The increase in wealth that would equal this increase in volatility for an agent with a risk aversion of R would be.
EFFICIENT MARKETS
A market is said to be weakly form efficient if St contains all the past prices of the asset, that is, if. Proposition 1: If Stdenotes the market information set, then the value of any investment strategy that uses an information set At⊆St is the value of the current investment. From weak form efficiency, L(pt−) is a subset of the market information set, and again by applying Proposition 2, it pays off.
In general, for any information set, At, that is a subset of the market information set and that contains the risk-free asset, we have This observation has led to something bad in testing the efficient markets hypothesis.
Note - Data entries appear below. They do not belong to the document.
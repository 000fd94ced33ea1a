//! Identifiers for authored entities and registered resources.
//!
//! [`EntityId`] names an authored object for the lifetime of one process and
//! is what lowering memoizes on. [`Identifier`] is the control plane's
//! globally unique name for a registered resource.

use serde::{Deserialize, Serialize};
use std::fmt;
use uuid::Uuid;

/// Stable identity of an authored entity
///
/// Assigned once when the entity is constructed and shared by every handle
/// to it. Two entities with equal content but separate construction have
/// distinct ids.
#[derive(Debug, Clone, Copy, PartialEq, Eq, Hash, PartialOrd, Ord, Serialize, Deserialize)]
pub struct EntityId(Uuid);

impl EntityId {
    /// Create a new random EntityId
    #[must_use]
    pub fn new() -> Self {
        Self(Uuid::new_v4())
    }
}

impl Default for EntityId {
    fn default() -> Self {
        Self::new()
    }
}

impl fmt::Display for EntityId {
    fn fmt(&self, f: &mut fmt::Formatter<'_>) -> fmt::Result {
        write!(f, "ent_{}", self.0)
    }
}

/// Kind of resource an [`Identifier`] points at
#[derive(Debug, Clone, Copy, PartialEq, Eq, Hash, PartialOrd, Ord, Serialize, Deserialize, Default)]
#[serde(rename_all = "snake_case")]
pub enum ResourceType {
    /// Not set
    #[default]
    Unspecified,
    /// A task definition
    Task,
    /// A workflow definition
    Workflow,
    /// A launch plan
    LaunchPlan,
    /// A dataset
    Dataset,
}

impl ResourceType {
    /// Stable lowercase name
    #[must_use]
    pub const fn as_str(&self) -> &'static str {
        match self {
            Self::Unspecified => "unspecified",
            Self::Task => "task",
            Self::Workflow => "workflow",
            Self::LaunchPlan => "launch_plan",
            Self::Dataset => "dataset",
        }
    }
}

impl fmt::Display for ResourceType {
    fn fmt(&self, f: &mut fmt::Formatter<'_>) -> fmt::Result {
        f.write_str(self.as_str())
    }
}

/// Control plane identifier of a registered resource
#[derive(Debug, Clone, PartialEq, Eq, Hash, PartialOrd, Ord, Serialize, Deserialize)]
pub struct Identifier {
    /// Resource kind
    pub resource_type: ResourceType,
    /// Owning project
    pub project: String,
    /// Domain within the project
    pub domain: String,
    /// Resource name
    pub name: String,
    /// Registration version
    pub version: String,
}

impl Identifier {
    /// Create a new identifier
    #[must_use]
    pub fn new(
        resource_type: ResourceType,
        project: impl Into<String>,
        domain: impl Into<String>,
        name: impl Into<String>,
        version: impl Into<String>,
    ) -> Self {
        Self {
            resource_type,
            project: project.into(),
            domain: domain.into(),
            name: name.into(),
            version: version.into(),
        }
    }
}

impl fmt::Display for Identifier {
    fn fmt(&self, f: &mut fmt::Formatter<'_>) -> fmt::Result {
        write!(
            f,
            "{}:{}/{}/{}@{}",
            self.resource_type, self.project, self.domain, self.name, self.version
        )
    }
}
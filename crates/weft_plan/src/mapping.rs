//! Memo of lowered entities.
//!
//! Lookup is keyed by entity identity. Entries are also kept in insertion
//! order, and since a spec is recorded only after everything it depends
//! on, that order is a valid registration order.

use std::collections::HashMap;
use std::sync::Arc;
use weft_core::EntityId;
use weft_model::ControlPlaneEntity;

/// One recorded lowering
#[derive(Debug, Clone)]
pub struct MappingEntry {
    /// Identity of the authored entity
    pub key: EntityId,
    /// Kind of the authored entity
    pub kind: &'static str,
    /// Name of the authored entity
    pub name: String,
    /// Lowered form
    pub spec: Arc<ControlPlaneEntity>,
}

/// Authored entity identity to lowered form, in insertion order
#[derive(Debug, Clone, Default)]
pub struct EntityMapping {
    lookup: HashMap<EntityId, Arc<ControlPlaneEntity>>,
    log: Vec<MappingEntry>,
}

impl EntityMapping {
    /// Empty mapping
    #[must_use]
    pub fn new() -> Self {
        Self::default()
    }

    /// Lowered form of `key`, if recorded
    #[must_use]
    pub fn get(&self, key: EntityId) -> Option<Arc<ControlPlaneEntity>> {
        self.lookup.get(&key).cloned()
    }

    /// Whether `key` is recorded
    #[must_use]
    pub fn contains(&self, key: EntityId) -> bool {
        self.lookup.contains_key(&key)
    }

    /// Number of entries
    #[must_use]
    pub fn len(&self) -> usize {
        self.log.len()
    }

    /// Whether nothing is recorded
    #[must_use]
    pub fn is_empty(&self) -> bool {
        self.log.is_empty()
    }

    /// Insertion position of `key`
    #[must_use]
    pub fn position(&self, key: EntityId) -> Option<usize> {
        self.log.iter().position(|e| e.key == key)
    }

    /// Entries in insertion order
    pub fn entries(&self) -> impl Iterator<Item = &MappingEntry> {
        self.log.iter()
    }

    /// Registrable entries in dependency order
    ///
    /// Placeholders and node or branch IR are skipped.
    pub fn registration_plan(&self) -> impl Iterator<Item = &MappingEntry> {
        self.log.iter().filter(|e| e.spec.is_registrable())
    }

    /// Record `spec` for `key` unless already present
    ///
    /// Returns the recorded value, which is the earlier one if `key` was
    /// already present.
    pub(crate) fn insert(
        &mut self,
        key: EntityId,
        kind: &'static str,
        name: &str,
        spec: ControlPlaneEntity,
    ) -> Arc<ControlPlaneEntity> {
        if let Some(existing) = self.lookup.get(&key) {
            return Arc::clone(existing);
        }
        let spec = Arc::new(spec);
        self.lookup.insert(key, Arc::clone(&spec));
        self.log.push(MappingEntry {
            key,
            kind,
            name: name.to_string(),
            spec: Arc::clone(&spec),
        });
        spec
    }
}

#[cfg(test)]
mod tests {
    use super::*;

    #[test]
    fn test_insert_keeps_first() {
        let mut m = EntityMapping::new();
        let key = EntityId::new();
        m.insert(key, "reference", "r", ControlPlaneEntity::Placeholder);
        m.insert(key, "reference", "r", ControlPlaneEntity::Placeholder);
        assert_eq!(m.len(), 1);
        assert!(m.contains(key));
        assert_eq!(m.position(key), Some(0));
    }

    #[test]
    fn test_placeholders_not_in_plan() {
        let mut m = EntityMapping::new();
        m.insert(EntityId::new(), "reference", "r", ControlPlaneEntity::Placeholder);
        assert_eq!(m.entries().count(), 1);
        assert_eq!(m.registration_plan().count(), 0);
        assert!(m.get(EntityId::new()).is_none());
    }
}
impl Graph {
    /// Entity declared under `name`
    #[must_use]
    pub fn get(&self, name: &str) -> Option<&LocalEntity> {
        self.entities.get(name)
    }

    /// Registrable roots: tasks, then workflows, then launch plans, each in
    /// declaration order
    #[must_use]
    pub fn roots(&self) -> Vec<LocalEntity> {
        let by_kind = |kind: &'static str| {
            self.entities
                .values()
                .filter(move |e| e.kind() == kind)
                .cloned()
        };
        by_kind("task")
            .chain(by_kind("workflow"))
            .chain(by_kind("launch_plan"))
            .collect()
    }

    fn declare(&mut self, name: &str, entity: LocalEntity) -> Result<()> {
        if self.entities.contains_key(name) {
            bail!("'{name}' is declared more than once");
        }
        self.entities.insert(name.to_string(), entity);
        Ok(())
    }

    fn lookup(&self, name: &str, context: &str) -> Result<&LocalEntity> {
        self.entities
            .get(name)
            .ok_or_else(|| eyre!("{context} refers to unknown entity '{name}'"))
    }
}

impl Manifest {
    /// Read a manifest file
    ///
    /// # Errors
    ///
    /// Returns error if the file cannot be read or is not a valid manifest
    pub fn load(path: &Path) -> Result<Self> {
        let text = std::fs::read_to_string(path)
            .wrap_err_with(|| format!("cannot read manifest {}", path.display()))?;
        Self::from_json(&text).wrap_err_with(|| format!("invalid manifest {}", path.display()))
    }

    /// Parse a manifest
    ///
    /// # Errors
    ///
    /// Returns error if the text is not a valid manifest
    pub fn from_json(text: &str) -> Result<Self> {
        Ok(serde_json::from_str(text)?)
    }

    /// Build the authored entity graph
    ///
    /// Workflows are created before any node is attached, so nodes may run
    /// workflows and launch plans declared later in the manifest.
    ///
    /// # Errors
    ///
    /// Returns error on duplicate or unknown names, malformed types, or
    /// nodes that depend on nodes declared after them
    pub fn build(&self) -> Result<Graph> {
        let mut graph = Graph::default();

        for def in &self.tasks {
            graph.declare(&def.name, build_task(def)?.into())?;
        }
        for def in &self.references {
            let target = def.target.clone().unwrap_or_else(|| def.name.clone());
            let reference = Identifier::new(
                def.resource_type,
                def.project.as_str(),
                def.domain.as_str(),
                target,
                def.version.as_str(),
            );
            let signature = signature(&def.inputs, &def.outputs, &def.name)?;
            graph.declare(&def.name, ReferenceEntity::new(reference, signature).into())?;
        }

        let mut workflows = Vec::with_capacity(self.workflows.len());
        for def in &self.workflows {
            let wf = Arc::new(Workflow::with_metadata(
                def.name.as_str(),
                signature(&def.inputs, &def.outputs, &def.name)?,
                WorkflowMetadata {
                    on_failure: def.on_failure,
                },
                WorkflowMetadataDefaults {
                    interruptible: def.interruptible,
                },
            ));
            graph.declare(&def.name, Arc::clone(&wf).into())?;
            workflows.push((def, wf));
        }

        for def in &self.launch_plans {
            let lp = build_launch_plan(def, &graph)?;
            graph.declare(&def.name, Arc::new(lp).into())?;
        }

        for (def, wf) in &workflows {
            populate_workflow(def, wf, &graph)
                .wrap_err_with(|| format!("in workflow '{}'", def.name))?;
        }
        Ok(graph)
    }
}

fn signature(
    inputs: &IndexMap<String, String>,
    outputs: &IndexMap<String, String>,
    owner: &str,
) -> Result<Signature> {
    let mut sig = Signature::new();
    for (name, text) in inputs {
        sig = sig.with_input(name.as_str(), parse_type(text, owner, name)?);
    }
    for (name, text) in outputs {
        sig = sig.with_output(name.as_str(), parse_type(text, owner, name)?);
    }
    Ok(sig)
}

fn parse_type(text: &str, owner: &str, var: &str) -> Result<NativeType> {
    text.parse::<NativeType>()
        .wrap_err_with(|| format!("type of '{var}' in '{owner}'"))
}

fn build_task(def: &TaskDef) -> Result<Arc<Task>> {
    let metadata = TaskMetadata {
        discoverable: def.cache_version.is_some(),
        timeout: def.timeout_secs.map(Duration::from_secs),
        retries: RetryStrategy {
            retries: def.retries,
        },
        interruptible: def.interruptible,
        discovery_version: def.cache_version.clone().unwrap_or_default(),
        ..TaskMetadata::default()
    };

    let mut builder = Task::builder(def.name.as_str())
        .signature(signature(&def.inputs, &def.outputs, &def.name)?)
        .metadata(metadata);
    if let Some(plugin) = &def.plugin {
        builder = builder.plugin(plugin.as_str());
    }
    builder = builder.task_type(
        def.plugin.as_deref().unwrap_or("python-task"),
        def.task_type_version,
    );
    if let Some(image) = &def.image {
        builder = builder.image(image.as_str());
    }
    if let Some(command) = &def.command {
        builder = builder.command(command.iter().cloned());
    }
    for (k, v) in &def.env {
        builder = builder.env(k.as_str(), v.as_str());
    }
    for (k, v) in &def.config {
        builder = builder.config(k.as_str(), v.as_str());
    }
    if let Some(custom) = &def.custom {
        builder = builder.custom(custom.clone());
    }
    if let Some(resources) = &def.resources {
        builder = builder.resources(resources.to_resources());
    }
    Ok(builder.build())
}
Fortunately, however, the price kernel volatility bounds developed in the second chapter hold the possibility of separating these two hypotheses.
This is consistent with the hypothesis that the market is efficient, and thus a confirmation of the hypothesis. Not only does the market seem to incorporate all of the Weather Bureau's information, it actually seems to know a bit more. Note that the stock appears to have rallied on the day of the announcement, but that's only the beginning of the story.
If, based on the results of the second chapter, we indicate for the marginal investor the correct variance or variance that is tied to the volatility of the price core. If we let R2 denote the R-squared of the regression of the return on the information set, we now have a nice result. Since there is certainly no shortage of ingenuity among participants in the financial market, I suspect there is a lack of interest.
More interesting, however, is to assume that the efficient market holds and that all serial correlation is captured by the change in expected return. Proposition 6: In the case where all lagged correlation coefficients are the same β, then the minimum value of the coefficients is subject to the constraint that. In other words, if the market were efficient and if all predictability were captured in the mean, the hundred-day volatility could easily be consistent with that found in the data.
A particularly intriguing class of efficiency tests are direct tests of fund managers' ability to outperform the market.
A NEOCLASSICAL LOOK AT BEHAVIORAL FINANCE
THE CLOSED-END FUND PUZZLE
However, one case where the fundamentals seem unequivocal is that of the closed-end funds. This implies that our portfolio's value will remain a constant part of the NAV of the fund. From proposition 1, a (permanent) increase in the payout lowers the value of the driver's fee and therefore reduces the discount.
The fund's total holdings are n shares, and the NAV is therefore given by A=nS. Since the discount is the value of the manager's fees, we can write this as. For a number of the funds, data was only available for a subset of this period.
This increases the denominator of the formula by the excess of the fees over the management fees. This is the incremental value that will be added over and above the NAV of the fund. They can either commit funds at the time of offering, or they can wait until the fund trades in the aftermarket.
More generally, the discount is a function of capital gains history, which investors use to project the actual capital gains policy. With the linear adjustment of the current capital gain to the current discount, the equilibrium determines the discount and the capital gain as given in statement 4. Specifically, let the total payout including the fee and the dividend flow be given by
What about the features of the discount time series, that is, the life cycle of Figure 4.1. More importantly, we should expect the properties of the discounting time series to depend sensitively on how capital gains outflows are modeled. The fee-based deduction depends on the respective payments received from fund operators and investors.
Note: This table reports the results of stacked annual regressions of the change in discount (where discount is defined as (NAV(i,t)-Price(i,t))/NAV(i,t)).